U.S. House Bill OKs Killing Sea Lions To Protect Columbia River Salmon
The legislation was co-sponsored by Reps. Jaime Herrera Beutler, R-Wash., and Kurt Schrader, D-Ore.
“What we currently have on the Columbia River is an ecosystem seriously out of balance,” said Herrera Beutler, who believes the bill is necessary to save fish runs on the brink of extinction.
“Our salmon runs are now fighting for survival. It’s practically a miracle when a fish can make it upstream without getting caught between a sea lion’s teeth,” she added.
The bill, which passed by a vote of 288-116, eases protections on sea lions currently in place under the U.S. Marine Mammals Protection Act of 1972. Through these conservation efforts, populations of California sea lions have rebounded to nearly 300,000.
Now, many of them are moving beyond the mouth of the Columbia River and are gorging on salmon farther upstream at Bonneville Dam and Willamette Falls.
“This is what cuddly sea lions do to our iconic salmon in the Columbia River,” said Schrader, standing beside a large photo of several salmon that had been slashed to pieces.
Schrader said the legislation would streamline the process to euthanize sea lions, something he said is currently a laborious and bureaucratic process.

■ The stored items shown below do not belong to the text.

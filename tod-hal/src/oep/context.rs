use crate::{
    config::Environment,
    error::Result,
    layouts::{Backend, Context},
};

/// # THIS TRAIT IS AN OPEN EXTENSION POINT (unsafe)
/// * See [crate::api::ContextNew] for the corresponding public API.
/// # Safety
/// The returned [Context] must own its handle, which is freed by
/// [Backend::destroy] exactly once.
pub unsafe trait ContextNewImpl<B: Backend> {
    fn new_impl(env: &Environment) -> Result<Context<B>>;
}
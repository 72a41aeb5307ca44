use rand::Rng;
use rand_chacha::{ChaCha8Rng, rand_core::SeedableRng};
use rand_core::RngCore;
use rand_distr::{Distribution, Normal};

const MAXF64: f64 = 9007199254740992.0;

/// Seeded ChaCha8 stream used to synthesize boresight, focal planes, flags
/// and noise in tests and benchmarks.
pub struct Source {
    source: ChaCha8Rng,
}

impl Source {
    pub fn new(seed: [u8; 32]) -> Source {
        Source {
            source: ChaCha8Rng::from_seed(seed),
        }
    }

    /// Independent child stream, e.g. one per detector.
    pub fn branch(&mut self) -> Self {
        let mut seed: [u8; 32] = [0u8; 32];
        self.fill_bytes(&mut seed);
        Source::new(seed)
    }

    /// Uniform in `[min, max)`.
    #[inline(always)]
    pub fn next_f64(&mut self, min: f64, max: f64) -> f64 {
        min + ((self.next_u64() << 11 >> 11) as f64) / MAXF64 * (max - min)
    }

    /// Uniform in `[0, max)`.
    #[inline(always)]
    pub fn next_usize(&mut self, max: usize) -> usize {
        self.random_range(0..max)
    }

    #[inline(always)]
    pub fn next_u8(&mut self) -> u8 {
        self.next_u32() as u8
    }

    /// Fills `dst` with Gaussian samples.
    pub fn fill_normal(&mut self, mean: f64, sigma: f64, dst: &mut [f64]) {
        let normal: Normal<f64> = match Normal::new(mean, sigma) {
            Ok(n) => n,
            Err(e) => panic!("invalid normal distribution (mean={mean}, sigma={sigma}): {e}"),
        };
        dst.iter_mut().for_each(|x| *x = normal.sample(self));
    }

    /// Fills `dst` with uniformly distributed unit quaternions.
    pub fn fill_unit_quats(&mut self, dst: &mut [f64]) {
        self.fill_normal(0.0, 1.0, dst);
        crate::reference::qarray::qa_normalize_inplace(dst);
    }
}

impl RngCore for Source {
    #[inline(always)]
    fn next_u32(&mut self) -> u32 {
        self.source.next_u32()
    }

    #[inline(always)]
    fn next_u64(&mut self) -> u64 {
        self.source.next_u64()
    }

    #[inline(always)]
    fn fill_bytes(&mut self, bytes: &mut [u8]) {
        self.source.fill_bytes(bytes)
    }
}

The bill would allow federal agencies to issue kill permits to wildlife managers and Northwest tribes. The orders would be limited to no more than 100 California and Stellar sea lions.
Both Oregon and Washington have been using non-lethal methods to try and deter salmon predation. Tribal members use firecracker explosions to haze the animals away from the Bonneville Dam. At Willamette Falls, Oregon Department of Fish and Wildlife officials also trucked sea lions hundreds of miles away to an area on the Oregon coast. Those efforts ended up being futile, as the sea lions returned five days later.
According to the bill, the percentage of spring salmon eaten or killed by sea lions at the Bonneville Dam alone has increased sevenfold since 2002. And in Oregon, the Willamette River steelhead runs are facing a 90 percent chance of extinction due to predation.
“We’re not anti-sea lion. We’re just for protecting our native fish, a Pacific Northwest icon,” Herrera Beutler said. “In order to do that, we’ve got to make it easier to remove some of the most egregious offenders, these problematic pinnipeds.”
The bill has rankled some Democrats and animal-rights advocates, who believe sea lions are scapegoats for bigger issues. They point to other threats to salmon this bill would not address, including climate change, hydropower dams and fish hatcheries.
“The killing of sea lions is not a silver bullet for a salmon recovery,” said Congressman Raúl Grijalva, D-Ariz., who spoke in opposition of the proposal. “This bill is a 5-cent solution to a $10 problem.”
A companion bill to lethally remove sea lions, introduced by U.S. Sens. Jim Risch, R-Idaho, and Maria Cantwell, D-Wash., is also working its way through the U.S. Senate.